Collected data entries
++++++++++++++++++++

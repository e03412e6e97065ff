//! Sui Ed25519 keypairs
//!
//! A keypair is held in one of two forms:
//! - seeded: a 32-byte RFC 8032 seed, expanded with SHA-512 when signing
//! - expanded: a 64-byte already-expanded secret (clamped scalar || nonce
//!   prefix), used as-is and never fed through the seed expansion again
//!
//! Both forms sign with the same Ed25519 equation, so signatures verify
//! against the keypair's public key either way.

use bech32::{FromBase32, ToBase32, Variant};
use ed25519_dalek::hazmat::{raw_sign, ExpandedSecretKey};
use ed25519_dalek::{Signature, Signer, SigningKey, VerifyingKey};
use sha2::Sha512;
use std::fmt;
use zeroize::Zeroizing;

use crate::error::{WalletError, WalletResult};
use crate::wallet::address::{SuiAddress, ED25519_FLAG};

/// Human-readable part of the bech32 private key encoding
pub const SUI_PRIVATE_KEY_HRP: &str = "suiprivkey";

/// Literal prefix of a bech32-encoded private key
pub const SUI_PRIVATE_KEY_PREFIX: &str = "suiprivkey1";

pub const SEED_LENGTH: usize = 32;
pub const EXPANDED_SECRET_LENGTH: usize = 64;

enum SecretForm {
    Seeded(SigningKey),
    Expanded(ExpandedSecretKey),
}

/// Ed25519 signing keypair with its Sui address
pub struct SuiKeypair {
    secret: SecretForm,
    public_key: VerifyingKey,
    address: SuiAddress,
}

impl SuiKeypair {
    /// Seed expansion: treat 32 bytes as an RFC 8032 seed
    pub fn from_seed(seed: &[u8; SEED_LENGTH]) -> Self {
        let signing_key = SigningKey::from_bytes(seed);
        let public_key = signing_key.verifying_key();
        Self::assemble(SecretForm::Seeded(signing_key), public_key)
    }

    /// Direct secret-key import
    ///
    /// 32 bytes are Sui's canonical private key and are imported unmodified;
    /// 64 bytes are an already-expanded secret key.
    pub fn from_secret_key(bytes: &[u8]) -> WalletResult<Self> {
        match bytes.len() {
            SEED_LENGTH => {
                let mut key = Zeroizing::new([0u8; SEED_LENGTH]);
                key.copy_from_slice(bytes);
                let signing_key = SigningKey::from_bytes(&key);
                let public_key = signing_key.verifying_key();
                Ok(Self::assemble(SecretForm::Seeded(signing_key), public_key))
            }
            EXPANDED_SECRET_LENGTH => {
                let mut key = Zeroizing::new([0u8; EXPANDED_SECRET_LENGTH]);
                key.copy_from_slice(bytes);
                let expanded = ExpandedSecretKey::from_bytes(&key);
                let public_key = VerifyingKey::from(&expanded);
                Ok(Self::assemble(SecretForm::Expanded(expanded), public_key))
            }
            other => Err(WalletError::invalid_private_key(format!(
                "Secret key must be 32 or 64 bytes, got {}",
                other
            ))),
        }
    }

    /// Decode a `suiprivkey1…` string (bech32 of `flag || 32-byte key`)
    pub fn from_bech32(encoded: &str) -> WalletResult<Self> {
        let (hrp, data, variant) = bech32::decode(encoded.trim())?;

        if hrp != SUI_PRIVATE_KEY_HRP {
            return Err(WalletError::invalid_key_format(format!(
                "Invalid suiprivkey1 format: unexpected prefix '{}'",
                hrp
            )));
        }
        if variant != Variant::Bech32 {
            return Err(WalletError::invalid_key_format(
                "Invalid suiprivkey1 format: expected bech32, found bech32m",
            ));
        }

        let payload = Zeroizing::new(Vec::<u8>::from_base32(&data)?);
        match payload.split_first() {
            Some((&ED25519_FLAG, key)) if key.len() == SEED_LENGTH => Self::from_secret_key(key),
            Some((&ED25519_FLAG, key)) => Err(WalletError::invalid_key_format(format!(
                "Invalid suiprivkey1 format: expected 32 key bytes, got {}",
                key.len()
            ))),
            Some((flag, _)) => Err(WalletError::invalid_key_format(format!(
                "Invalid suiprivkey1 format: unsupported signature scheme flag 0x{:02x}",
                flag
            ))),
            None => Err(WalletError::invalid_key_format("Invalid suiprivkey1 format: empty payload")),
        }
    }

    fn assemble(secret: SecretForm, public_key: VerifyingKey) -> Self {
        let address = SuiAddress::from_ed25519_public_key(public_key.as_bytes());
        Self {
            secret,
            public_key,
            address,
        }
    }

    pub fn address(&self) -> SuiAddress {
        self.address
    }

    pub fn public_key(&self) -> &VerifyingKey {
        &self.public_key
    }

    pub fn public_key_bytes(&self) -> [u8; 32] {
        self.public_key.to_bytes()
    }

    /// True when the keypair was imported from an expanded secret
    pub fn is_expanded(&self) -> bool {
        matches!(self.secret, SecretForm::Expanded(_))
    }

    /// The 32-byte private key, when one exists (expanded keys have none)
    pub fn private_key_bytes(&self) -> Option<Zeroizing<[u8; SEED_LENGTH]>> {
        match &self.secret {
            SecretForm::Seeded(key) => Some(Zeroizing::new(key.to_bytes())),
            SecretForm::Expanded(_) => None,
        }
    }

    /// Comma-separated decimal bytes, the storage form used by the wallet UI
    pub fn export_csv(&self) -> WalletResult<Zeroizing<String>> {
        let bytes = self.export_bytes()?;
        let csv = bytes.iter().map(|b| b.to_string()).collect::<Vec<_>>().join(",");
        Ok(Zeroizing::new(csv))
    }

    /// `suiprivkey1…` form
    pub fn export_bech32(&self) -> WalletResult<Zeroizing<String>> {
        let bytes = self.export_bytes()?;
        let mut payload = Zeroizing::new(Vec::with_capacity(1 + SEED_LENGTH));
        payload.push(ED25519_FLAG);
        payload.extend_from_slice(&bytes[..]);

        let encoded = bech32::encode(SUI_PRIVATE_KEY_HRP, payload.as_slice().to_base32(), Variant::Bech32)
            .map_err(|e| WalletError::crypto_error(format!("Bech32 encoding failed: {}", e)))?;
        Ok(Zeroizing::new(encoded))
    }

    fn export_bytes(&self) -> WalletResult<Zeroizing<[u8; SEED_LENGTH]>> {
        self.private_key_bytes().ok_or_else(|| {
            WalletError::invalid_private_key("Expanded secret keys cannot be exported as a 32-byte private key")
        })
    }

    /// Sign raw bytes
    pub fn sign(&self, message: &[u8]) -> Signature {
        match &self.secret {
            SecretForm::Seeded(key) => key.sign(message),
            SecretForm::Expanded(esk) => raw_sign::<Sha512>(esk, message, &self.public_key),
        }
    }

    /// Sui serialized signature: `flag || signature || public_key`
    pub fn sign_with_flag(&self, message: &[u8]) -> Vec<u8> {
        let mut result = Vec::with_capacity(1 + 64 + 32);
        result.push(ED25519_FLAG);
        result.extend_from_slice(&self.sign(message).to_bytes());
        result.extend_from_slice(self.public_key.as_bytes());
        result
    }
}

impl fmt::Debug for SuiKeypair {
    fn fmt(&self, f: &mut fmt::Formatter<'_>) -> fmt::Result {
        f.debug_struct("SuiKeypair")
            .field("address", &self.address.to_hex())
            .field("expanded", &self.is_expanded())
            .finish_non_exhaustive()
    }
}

++++++++++++++++++++

Your objective: Check each line above for the string "imported" and copy the ones that have it.

Expected output:
    /// 32 bytes are Sui's canonical private key and are imported unmodified;
    /// True when the keypair was imported from an expanded secret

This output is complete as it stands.